The Thin Blue Line made them artistically respectable, then Serial and Making a Murderer made them a bona fide trend, and now you can’t throw a stone at a release calendar without hitting a new true crime documentary. (You will then immediately get a TV miniseries or podcast dedicated to your throwing of the stone, with in-depth questioning of witnesses, law enforcement, lawyers, and your friends and family, all to figure out whether you really threw the stone.) If you get a juicy enough crime on which you can focus and cover it in a compelling enough manner, you can get buzzing message boards, pop culture website thinkpieces and awards for months on end. If you don’t find a good angle on your subject? You get The Skyjacker’s Tale.

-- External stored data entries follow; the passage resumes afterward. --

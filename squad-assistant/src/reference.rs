// Reference player dataset: detailed stats keyed by definition id.
//
// Loaded once at startup and shared read-only (`Arc<ReferenceMap>`). Two
// on-disk formats are supported: the compact JSON array used by the bundled
// asset, and a plain CSV with one column per attribute.

use std::collections::HashMap;
use std::io::Read;
use std::path::Path;

use serde::Deserialize;
use tracing::{info, warn};

use crate::roster::entry::{normalize_definition_id, DetailedStats, StatsSource};
use crate::roster::reconcile::split_tags;

/// Highest valid face-stat value.
const MAX_STAT: u64 = 99;

// ---------------------------------------------------------------------------
// Types
// ---------------------------------------------------------------------------

/// Detailed attributes for one known player.
#[derive(Debug, Clone, PartialEq, Eq)]
pub struct ReferenceEntry {
    pub definition_id: String,
    pub name: String,
    pub pace: u8,
    pub shooting: u8,
    pub passing: u8,
    pub dribbling: u8,
    pub defending: u8,
    pub physicality: u8,
    pub play_styles: Vec<String>,
    pub play_styles_plus: Vec<String>,
    pub archetype: Option<String>,
    pub tactical_intelligence: Option<u8>,
}

impl ReferenceEntry {
    /// The entry's attributes in the form merged into a roster entry.
    pub fn detailed_stats(&self) -> DetailedStats {
        DetailedStats {
            pace: self.pace,
            shooting: self.shooting,
            passing: self.passing,
            dribbling: self.dribbling,
            defending: self.defending,
            physicality: self.physicality,
            play_styles: self.play_styles.clone(),
            play_styles_plus: self.play_styles_plus.clone(),
            archetype: self.archetype.clone(),
            tactical_intelligence: self.tactical_intelligence,
            source: StatsSource::Reference,
        }
    }
}

/// Immutable lookup from normalized definition id to reference entry.
#[derive(Debug, Clone, Default)]
pub struct ReferenceMap {
    entries: HashMap<String, ReferenceEntry>,
}

impl ReferenceMap {
    pub fn empty() -> Self {
        ReferenceMap::default()
    }

    /// Build a map from entries. Ids are normalized; on duplicates the later
    /// entry wins.
    pub fn from_entries(entries: impl IntoIterator<Item = ReferenceEntry>) -> Self {
        let mut map = HashMap::new();
        for mut entry in entries {
            entry.definition_id = normalize_definition_id(&entry.definition_id);
            if map.contains_key(&entry.definition_id) {
                warn!(
                    "duplicate reference entry for id {}, using latest",
                    entry.definition_id
                );
            }
            map.insert(entry.definition_id.clone(), entry);
        }
        ReferenceMap { entries: map }
    }

    /// Look up an id. The id is normalized before lookup.
    pub fn get(&self, definition_id: &str) -> Option<&ReferenceEntry> {
        self.entries
            .get(definition_id)
            .or_else(|| self.entries.get(&normalize_definition_id(definition_id)))
    }

    pub fn len(&self) -> usize {
        self.entries.len()
    }

    pub fn is_empty(&self) -> bool {
        self.entries.is_empty()
    }
}
// Squad recommendation gateway: prompt construction, Claude streaming client,
// and response validation.

pub mod client;
pub mod prompt;
pub mod recommendation;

That’s a shame, since director Jamie Kastner and his crew have sought out a story brimming with potential—one that touches on issues of race, class, corporate puppeteering of politics, radical politics in the 1960s, railroading in the legal system, police torture and the Golden Age of Airplane Hijacking. At its center is Ishmael Muslim Ali (formerly Ishmael LaBeet), a U.S. fugitive who’s lived in Cuba for nearly 40 years. In 1972, he was one of five men convicted of committing the Fountain Valley massacre in St. Croix, in the U.S. Virgin Islands. The case was drenched in the racial tension on the islands brought by the Hess oil company opening a refinery there but importing white workers to run it. The five defendants were all Afro-Caribbean men, while seven of the eight murder victims were white. Twelve years later, LaBeet used a smuggled gun to hijack a plane on which he was being transferred, redirecting the flight to Cuba, where he’s remained to this day.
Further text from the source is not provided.